• EXERCISE DETAILS: Your job is to set down the stretch of entries that opens with the line containing "Async facade over" and closes with the line containing "pub struct AsyncSession". Keep both end lines, copy each exactly, and add nothing.

• SUPPLIED ENTRIES:
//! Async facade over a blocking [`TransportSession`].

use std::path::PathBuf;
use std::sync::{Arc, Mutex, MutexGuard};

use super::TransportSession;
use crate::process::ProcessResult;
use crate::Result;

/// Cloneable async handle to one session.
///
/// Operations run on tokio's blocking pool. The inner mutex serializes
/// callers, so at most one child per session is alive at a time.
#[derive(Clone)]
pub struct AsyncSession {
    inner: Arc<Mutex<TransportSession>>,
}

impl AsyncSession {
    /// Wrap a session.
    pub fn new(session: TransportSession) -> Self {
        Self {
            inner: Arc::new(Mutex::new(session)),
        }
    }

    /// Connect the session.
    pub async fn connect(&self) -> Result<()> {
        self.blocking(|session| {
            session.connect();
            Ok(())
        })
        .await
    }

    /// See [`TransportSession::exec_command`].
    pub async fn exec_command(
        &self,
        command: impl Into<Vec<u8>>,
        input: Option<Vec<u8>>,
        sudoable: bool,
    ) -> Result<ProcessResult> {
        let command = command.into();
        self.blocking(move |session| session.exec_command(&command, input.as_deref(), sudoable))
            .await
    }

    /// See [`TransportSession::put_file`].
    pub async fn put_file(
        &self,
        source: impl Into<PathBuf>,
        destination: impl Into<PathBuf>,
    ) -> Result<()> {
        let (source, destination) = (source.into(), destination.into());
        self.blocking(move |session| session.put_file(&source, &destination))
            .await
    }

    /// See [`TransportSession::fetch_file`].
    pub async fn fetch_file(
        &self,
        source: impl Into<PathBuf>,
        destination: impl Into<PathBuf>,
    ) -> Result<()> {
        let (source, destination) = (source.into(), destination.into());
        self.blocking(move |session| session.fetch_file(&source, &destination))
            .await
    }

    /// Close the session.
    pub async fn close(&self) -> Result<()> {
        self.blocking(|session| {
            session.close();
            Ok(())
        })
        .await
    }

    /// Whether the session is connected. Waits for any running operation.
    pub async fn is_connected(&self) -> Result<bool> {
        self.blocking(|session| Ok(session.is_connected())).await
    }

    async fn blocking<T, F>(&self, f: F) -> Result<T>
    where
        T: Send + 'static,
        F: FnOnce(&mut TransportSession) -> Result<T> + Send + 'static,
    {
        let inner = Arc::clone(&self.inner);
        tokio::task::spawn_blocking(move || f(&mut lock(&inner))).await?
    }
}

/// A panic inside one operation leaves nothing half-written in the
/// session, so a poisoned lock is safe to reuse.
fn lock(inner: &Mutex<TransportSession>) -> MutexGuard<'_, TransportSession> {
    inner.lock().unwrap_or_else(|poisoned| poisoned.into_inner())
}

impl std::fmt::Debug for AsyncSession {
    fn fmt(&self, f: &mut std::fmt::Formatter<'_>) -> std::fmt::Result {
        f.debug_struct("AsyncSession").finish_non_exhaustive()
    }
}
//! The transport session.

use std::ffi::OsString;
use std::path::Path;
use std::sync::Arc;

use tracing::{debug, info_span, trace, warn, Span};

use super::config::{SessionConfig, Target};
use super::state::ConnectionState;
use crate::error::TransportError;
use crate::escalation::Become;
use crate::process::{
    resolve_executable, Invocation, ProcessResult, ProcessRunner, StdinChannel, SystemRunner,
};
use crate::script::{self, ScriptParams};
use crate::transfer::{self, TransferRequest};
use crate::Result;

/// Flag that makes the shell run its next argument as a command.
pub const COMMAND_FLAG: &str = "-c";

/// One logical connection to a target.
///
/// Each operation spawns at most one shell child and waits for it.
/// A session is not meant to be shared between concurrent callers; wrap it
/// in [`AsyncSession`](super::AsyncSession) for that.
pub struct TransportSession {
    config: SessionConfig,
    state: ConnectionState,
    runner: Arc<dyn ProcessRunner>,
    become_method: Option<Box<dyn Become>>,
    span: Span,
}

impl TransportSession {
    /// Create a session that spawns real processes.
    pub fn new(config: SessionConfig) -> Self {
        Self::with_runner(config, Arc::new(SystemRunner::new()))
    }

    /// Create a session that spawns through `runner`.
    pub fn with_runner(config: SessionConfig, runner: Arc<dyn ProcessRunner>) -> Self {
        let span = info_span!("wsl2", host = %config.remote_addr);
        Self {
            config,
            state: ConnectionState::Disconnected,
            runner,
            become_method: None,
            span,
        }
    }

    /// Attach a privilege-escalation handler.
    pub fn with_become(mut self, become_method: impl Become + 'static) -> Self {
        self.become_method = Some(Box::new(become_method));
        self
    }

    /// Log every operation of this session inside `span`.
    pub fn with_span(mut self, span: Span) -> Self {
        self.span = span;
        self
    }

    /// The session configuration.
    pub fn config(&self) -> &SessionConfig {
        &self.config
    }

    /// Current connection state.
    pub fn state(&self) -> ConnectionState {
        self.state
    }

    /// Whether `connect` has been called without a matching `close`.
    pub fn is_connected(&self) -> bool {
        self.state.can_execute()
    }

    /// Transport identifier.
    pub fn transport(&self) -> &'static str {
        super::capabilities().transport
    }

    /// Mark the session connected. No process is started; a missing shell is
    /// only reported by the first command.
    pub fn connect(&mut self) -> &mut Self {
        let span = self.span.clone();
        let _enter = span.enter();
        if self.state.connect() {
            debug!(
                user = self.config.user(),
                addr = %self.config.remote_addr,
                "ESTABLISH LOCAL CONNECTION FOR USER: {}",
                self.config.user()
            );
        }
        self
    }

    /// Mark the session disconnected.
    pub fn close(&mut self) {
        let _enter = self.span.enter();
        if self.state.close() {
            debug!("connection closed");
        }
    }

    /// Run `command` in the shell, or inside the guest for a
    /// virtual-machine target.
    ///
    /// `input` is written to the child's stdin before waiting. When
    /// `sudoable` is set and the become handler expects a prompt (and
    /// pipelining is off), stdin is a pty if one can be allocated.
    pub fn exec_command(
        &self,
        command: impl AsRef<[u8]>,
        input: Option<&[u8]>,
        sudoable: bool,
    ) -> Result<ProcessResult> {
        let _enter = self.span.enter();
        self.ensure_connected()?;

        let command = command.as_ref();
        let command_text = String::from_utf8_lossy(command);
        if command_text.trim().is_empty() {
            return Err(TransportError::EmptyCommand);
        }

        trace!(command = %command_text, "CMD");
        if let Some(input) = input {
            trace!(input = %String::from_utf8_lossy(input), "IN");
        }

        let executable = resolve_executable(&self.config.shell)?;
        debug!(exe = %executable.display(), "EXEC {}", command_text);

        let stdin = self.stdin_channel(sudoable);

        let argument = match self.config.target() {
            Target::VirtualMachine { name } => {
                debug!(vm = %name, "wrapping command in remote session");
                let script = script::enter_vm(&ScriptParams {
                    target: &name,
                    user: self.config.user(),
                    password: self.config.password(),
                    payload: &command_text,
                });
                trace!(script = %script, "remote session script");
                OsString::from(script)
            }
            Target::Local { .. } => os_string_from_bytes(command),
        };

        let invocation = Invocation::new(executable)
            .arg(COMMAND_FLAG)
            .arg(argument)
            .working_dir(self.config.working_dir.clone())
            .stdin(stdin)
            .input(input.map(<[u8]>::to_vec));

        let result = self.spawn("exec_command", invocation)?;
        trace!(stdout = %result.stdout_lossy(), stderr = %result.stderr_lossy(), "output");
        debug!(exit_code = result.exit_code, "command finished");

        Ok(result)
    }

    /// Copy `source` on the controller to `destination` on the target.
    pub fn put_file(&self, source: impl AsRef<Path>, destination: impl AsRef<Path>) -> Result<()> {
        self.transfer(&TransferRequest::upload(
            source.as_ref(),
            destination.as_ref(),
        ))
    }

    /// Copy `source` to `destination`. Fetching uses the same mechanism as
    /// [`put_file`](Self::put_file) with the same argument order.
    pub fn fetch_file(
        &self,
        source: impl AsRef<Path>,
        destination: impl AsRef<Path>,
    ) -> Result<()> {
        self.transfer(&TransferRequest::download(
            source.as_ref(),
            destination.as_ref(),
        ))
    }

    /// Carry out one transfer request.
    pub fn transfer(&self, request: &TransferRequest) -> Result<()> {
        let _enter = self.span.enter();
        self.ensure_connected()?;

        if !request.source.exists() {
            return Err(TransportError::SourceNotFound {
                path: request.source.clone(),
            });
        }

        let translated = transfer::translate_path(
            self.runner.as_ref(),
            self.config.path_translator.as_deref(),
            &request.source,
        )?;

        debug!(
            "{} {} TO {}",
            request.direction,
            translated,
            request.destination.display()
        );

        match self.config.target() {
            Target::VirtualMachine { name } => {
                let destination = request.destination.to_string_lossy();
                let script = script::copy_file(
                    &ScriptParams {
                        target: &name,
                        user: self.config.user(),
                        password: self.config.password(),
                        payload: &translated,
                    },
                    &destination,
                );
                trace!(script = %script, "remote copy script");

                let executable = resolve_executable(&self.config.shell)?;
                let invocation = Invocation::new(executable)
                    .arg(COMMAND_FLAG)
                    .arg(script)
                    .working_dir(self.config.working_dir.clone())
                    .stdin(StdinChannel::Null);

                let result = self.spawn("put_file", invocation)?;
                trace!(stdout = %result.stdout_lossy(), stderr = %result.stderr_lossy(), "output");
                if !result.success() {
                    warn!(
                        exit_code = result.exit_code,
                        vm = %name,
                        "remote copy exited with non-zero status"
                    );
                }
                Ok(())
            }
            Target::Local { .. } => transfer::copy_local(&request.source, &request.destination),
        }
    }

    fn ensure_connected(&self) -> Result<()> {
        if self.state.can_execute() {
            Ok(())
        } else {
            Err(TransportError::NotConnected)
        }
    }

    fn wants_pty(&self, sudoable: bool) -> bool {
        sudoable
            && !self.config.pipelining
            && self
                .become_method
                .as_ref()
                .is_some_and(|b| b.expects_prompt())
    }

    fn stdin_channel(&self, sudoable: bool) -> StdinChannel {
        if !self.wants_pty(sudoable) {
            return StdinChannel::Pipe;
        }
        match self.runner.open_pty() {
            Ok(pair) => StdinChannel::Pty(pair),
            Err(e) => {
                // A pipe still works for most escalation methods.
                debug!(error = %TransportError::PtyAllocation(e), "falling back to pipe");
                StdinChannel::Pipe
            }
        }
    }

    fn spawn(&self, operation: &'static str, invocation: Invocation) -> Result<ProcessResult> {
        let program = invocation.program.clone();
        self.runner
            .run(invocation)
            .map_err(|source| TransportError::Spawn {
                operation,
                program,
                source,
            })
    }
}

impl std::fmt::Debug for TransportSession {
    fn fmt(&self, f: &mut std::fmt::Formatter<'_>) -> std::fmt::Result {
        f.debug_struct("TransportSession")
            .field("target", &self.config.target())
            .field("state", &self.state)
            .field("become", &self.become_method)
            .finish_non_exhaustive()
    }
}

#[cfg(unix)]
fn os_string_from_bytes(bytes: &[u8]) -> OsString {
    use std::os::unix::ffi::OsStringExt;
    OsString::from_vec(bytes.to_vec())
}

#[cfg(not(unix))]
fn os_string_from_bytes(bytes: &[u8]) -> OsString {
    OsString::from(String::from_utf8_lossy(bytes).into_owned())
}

--

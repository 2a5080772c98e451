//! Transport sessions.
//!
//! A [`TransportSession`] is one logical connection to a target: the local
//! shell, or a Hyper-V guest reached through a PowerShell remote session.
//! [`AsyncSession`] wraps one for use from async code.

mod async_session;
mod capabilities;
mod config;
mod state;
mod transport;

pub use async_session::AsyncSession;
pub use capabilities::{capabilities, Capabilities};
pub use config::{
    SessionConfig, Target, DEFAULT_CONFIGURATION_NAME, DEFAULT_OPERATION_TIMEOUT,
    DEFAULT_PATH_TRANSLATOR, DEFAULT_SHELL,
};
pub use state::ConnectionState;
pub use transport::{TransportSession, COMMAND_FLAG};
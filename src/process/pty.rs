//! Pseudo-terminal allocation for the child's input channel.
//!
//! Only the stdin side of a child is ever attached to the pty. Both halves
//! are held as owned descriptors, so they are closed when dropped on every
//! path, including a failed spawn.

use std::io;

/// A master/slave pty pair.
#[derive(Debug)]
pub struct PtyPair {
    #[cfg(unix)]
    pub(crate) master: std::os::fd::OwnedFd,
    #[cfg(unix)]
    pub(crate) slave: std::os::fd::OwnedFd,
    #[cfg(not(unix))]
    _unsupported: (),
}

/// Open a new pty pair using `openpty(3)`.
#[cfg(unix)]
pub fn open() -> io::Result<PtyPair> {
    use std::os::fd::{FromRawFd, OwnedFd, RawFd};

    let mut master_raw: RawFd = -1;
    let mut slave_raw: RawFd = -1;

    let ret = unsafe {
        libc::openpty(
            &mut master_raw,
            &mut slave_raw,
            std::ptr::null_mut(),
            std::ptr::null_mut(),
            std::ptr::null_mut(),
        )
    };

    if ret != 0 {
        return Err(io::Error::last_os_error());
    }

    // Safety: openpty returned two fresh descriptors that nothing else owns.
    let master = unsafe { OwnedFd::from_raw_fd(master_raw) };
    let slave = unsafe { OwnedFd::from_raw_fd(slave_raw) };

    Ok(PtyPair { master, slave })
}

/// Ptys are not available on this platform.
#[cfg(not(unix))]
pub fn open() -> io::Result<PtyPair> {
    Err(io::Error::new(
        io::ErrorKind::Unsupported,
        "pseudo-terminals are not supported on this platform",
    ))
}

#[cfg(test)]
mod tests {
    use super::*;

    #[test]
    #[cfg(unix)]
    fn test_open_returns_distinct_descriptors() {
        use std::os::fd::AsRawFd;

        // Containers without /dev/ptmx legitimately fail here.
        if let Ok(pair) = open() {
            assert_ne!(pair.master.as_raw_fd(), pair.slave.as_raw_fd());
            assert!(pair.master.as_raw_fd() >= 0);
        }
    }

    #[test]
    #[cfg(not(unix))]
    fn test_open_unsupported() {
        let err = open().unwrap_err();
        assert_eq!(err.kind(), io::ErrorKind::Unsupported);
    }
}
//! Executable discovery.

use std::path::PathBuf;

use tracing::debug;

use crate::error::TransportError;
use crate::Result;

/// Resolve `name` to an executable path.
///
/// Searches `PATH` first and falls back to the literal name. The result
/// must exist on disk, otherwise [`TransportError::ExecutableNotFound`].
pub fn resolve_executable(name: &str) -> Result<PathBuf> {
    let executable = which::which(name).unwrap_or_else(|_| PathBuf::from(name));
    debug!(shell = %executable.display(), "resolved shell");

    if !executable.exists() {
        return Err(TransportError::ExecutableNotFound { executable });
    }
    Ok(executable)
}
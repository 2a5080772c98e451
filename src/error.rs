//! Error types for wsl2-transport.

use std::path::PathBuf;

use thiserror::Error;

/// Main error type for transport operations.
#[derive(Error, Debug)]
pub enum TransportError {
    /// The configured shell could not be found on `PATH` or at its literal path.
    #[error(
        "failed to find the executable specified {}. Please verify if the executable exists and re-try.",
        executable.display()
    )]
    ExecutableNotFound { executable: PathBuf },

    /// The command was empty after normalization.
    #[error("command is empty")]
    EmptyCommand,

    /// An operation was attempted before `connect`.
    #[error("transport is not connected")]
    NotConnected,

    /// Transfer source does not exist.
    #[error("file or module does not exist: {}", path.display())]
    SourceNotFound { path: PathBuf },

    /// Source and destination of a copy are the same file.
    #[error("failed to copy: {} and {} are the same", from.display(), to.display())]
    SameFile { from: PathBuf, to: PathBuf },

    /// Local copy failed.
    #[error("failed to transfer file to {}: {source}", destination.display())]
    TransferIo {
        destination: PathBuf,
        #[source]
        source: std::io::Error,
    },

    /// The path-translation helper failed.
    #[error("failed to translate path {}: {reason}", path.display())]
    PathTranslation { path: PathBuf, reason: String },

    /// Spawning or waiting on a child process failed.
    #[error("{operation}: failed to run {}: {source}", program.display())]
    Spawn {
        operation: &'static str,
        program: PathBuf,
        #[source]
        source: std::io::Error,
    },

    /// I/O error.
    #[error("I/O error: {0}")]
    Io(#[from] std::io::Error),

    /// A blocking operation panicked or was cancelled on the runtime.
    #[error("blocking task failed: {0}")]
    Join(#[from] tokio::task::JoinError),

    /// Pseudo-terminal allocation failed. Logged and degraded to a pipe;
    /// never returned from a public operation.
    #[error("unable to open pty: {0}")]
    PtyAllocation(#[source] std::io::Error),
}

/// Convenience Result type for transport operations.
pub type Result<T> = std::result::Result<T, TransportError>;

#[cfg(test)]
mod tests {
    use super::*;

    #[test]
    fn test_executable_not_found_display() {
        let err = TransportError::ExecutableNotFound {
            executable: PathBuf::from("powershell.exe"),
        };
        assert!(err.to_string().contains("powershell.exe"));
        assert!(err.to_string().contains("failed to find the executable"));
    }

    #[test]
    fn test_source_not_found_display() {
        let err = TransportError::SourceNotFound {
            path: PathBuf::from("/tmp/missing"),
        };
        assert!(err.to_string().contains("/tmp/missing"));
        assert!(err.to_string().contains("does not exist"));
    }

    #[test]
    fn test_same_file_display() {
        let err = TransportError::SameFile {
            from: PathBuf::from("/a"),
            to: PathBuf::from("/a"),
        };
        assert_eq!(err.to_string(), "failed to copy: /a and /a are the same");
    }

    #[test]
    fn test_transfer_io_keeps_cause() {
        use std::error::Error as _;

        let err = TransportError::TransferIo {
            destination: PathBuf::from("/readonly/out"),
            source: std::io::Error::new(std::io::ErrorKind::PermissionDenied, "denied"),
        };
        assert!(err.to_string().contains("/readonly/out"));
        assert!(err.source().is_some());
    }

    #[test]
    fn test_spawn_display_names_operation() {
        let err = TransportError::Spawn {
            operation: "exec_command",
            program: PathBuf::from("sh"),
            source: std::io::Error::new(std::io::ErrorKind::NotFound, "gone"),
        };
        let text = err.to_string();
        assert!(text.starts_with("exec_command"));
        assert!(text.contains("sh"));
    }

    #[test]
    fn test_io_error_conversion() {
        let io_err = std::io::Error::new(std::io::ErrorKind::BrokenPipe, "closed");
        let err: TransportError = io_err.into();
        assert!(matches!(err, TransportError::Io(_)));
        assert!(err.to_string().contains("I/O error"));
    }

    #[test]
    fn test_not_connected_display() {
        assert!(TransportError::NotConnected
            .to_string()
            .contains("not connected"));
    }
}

---

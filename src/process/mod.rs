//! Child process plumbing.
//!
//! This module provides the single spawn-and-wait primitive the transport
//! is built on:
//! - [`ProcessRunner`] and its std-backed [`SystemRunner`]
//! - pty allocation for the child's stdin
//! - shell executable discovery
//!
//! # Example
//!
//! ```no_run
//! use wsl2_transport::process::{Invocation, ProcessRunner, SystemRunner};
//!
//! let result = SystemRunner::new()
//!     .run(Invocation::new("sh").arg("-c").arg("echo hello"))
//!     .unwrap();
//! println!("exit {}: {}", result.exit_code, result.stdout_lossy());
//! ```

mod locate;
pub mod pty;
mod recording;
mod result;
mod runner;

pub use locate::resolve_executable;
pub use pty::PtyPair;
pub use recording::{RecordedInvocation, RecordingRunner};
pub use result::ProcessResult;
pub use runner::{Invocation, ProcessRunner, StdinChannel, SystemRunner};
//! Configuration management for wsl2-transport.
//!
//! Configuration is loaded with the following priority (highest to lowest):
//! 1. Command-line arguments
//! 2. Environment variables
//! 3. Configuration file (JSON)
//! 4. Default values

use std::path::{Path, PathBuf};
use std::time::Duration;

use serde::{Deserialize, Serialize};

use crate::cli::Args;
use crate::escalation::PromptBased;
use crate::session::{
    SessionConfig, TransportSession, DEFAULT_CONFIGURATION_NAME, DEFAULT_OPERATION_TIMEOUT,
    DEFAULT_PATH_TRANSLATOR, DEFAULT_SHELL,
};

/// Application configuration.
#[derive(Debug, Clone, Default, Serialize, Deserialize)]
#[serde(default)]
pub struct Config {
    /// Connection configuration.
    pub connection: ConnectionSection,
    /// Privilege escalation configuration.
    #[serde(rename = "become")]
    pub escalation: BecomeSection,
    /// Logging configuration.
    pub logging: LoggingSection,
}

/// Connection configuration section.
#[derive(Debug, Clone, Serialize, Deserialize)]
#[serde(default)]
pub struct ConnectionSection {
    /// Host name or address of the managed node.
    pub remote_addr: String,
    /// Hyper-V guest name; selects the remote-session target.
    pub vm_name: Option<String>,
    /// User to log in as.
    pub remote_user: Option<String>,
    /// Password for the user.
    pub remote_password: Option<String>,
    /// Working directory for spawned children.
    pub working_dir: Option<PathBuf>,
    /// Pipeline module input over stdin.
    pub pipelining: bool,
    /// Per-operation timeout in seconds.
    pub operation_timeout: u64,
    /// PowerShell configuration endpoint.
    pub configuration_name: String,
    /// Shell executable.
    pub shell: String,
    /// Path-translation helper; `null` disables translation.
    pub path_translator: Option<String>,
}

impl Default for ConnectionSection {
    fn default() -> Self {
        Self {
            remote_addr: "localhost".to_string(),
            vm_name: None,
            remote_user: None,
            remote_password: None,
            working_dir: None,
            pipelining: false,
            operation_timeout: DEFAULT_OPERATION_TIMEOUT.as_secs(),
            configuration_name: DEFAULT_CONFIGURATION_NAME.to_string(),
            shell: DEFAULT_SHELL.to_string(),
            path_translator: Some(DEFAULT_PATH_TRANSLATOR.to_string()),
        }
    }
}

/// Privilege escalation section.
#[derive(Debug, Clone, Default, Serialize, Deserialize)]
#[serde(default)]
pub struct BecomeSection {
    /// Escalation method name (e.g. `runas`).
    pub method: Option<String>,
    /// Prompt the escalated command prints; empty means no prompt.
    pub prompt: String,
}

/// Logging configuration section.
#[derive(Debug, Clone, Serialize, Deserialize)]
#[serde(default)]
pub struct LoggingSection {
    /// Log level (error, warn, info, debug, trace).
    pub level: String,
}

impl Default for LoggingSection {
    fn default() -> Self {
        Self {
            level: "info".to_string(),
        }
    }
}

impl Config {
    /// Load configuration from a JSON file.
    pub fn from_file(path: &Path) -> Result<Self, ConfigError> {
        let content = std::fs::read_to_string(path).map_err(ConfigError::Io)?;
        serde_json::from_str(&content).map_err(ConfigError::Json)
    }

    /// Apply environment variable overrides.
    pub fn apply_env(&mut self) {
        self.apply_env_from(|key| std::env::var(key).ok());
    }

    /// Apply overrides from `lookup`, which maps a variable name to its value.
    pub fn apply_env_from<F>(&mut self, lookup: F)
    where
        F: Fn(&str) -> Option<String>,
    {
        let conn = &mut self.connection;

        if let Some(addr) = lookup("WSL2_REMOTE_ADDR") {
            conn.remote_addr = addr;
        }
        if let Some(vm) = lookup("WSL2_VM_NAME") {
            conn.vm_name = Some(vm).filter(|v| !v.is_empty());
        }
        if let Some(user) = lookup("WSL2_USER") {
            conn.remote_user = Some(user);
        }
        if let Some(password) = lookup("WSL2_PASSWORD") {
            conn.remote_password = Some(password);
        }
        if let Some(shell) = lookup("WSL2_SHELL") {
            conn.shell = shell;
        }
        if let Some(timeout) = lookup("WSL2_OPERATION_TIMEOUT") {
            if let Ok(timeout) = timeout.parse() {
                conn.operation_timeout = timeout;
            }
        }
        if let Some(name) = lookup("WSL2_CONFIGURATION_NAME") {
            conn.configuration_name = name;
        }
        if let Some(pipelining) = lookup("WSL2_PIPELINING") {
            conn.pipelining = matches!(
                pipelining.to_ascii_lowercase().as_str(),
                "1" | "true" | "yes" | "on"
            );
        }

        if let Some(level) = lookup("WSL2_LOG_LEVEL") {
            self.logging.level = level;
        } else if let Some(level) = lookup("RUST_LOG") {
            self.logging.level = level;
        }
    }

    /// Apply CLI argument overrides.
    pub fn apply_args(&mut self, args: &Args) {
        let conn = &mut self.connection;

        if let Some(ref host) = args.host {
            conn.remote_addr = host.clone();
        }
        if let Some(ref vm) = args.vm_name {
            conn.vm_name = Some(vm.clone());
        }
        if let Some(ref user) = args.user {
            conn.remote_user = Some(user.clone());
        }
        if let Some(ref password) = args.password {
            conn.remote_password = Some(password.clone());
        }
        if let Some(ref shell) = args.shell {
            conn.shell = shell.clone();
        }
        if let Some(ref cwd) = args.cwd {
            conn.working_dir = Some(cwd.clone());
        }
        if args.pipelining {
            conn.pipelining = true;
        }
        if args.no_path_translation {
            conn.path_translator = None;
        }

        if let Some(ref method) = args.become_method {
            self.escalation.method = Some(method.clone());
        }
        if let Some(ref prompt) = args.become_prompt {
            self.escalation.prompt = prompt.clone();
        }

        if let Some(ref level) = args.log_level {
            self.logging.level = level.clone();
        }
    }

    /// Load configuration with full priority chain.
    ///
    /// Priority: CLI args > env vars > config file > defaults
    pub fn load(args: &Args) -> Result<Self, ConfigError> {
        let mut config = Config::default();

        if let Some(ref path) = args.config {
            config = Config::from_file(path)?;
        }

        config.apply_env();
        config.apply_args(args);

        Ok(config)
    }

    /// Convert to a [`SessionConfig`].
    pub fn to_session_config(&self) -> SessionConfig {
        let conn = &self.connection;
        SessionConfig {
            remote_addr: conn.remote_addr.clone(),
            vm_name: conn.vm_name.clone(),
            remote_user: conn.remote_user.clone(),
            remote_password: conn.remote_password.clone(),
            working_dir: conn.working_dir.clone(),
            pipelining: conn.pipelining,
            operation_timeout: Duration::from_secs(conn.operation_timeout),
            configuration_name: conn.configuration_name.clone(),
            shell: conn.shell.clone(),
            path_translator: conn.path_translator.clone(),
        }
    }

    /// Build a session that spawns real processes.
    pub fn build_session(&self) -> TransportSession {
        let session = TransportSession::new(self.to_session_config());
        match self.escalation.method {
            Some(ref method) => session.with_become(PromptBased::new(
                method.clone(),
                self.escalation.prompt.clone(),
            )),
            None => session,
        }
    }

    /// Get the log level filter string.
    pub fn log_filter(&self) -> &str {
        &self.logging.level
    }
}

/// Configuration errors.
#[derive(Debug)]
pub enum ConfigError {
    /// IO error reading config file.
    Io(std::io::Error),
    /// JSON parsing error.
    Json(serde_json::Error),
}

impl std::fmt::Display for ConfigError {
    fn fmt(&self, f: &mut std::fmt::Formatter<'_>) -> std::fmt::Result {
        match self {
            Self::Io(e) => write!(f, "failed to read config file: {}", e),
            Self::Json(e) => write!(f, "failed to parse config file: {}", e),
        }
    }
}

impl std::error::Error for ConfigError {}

• RESPONSE BELOW:
//! Async facade over a blocking [`TransportSession`].

use std::path::PathBuf;
use std::sync::{Arc, Mutex, MutexGuard};

use super::TransportSession;
use crate::process::ProcessResult;
use crate::Result;

/// Cloneable async handle to one session.
///
/// Operations run on tokio's blocking pool. The inner mutex serializes
/// callers, so at most one child per session is alive at a time.
#[derive(Clone)]
pub struct AsyncSession {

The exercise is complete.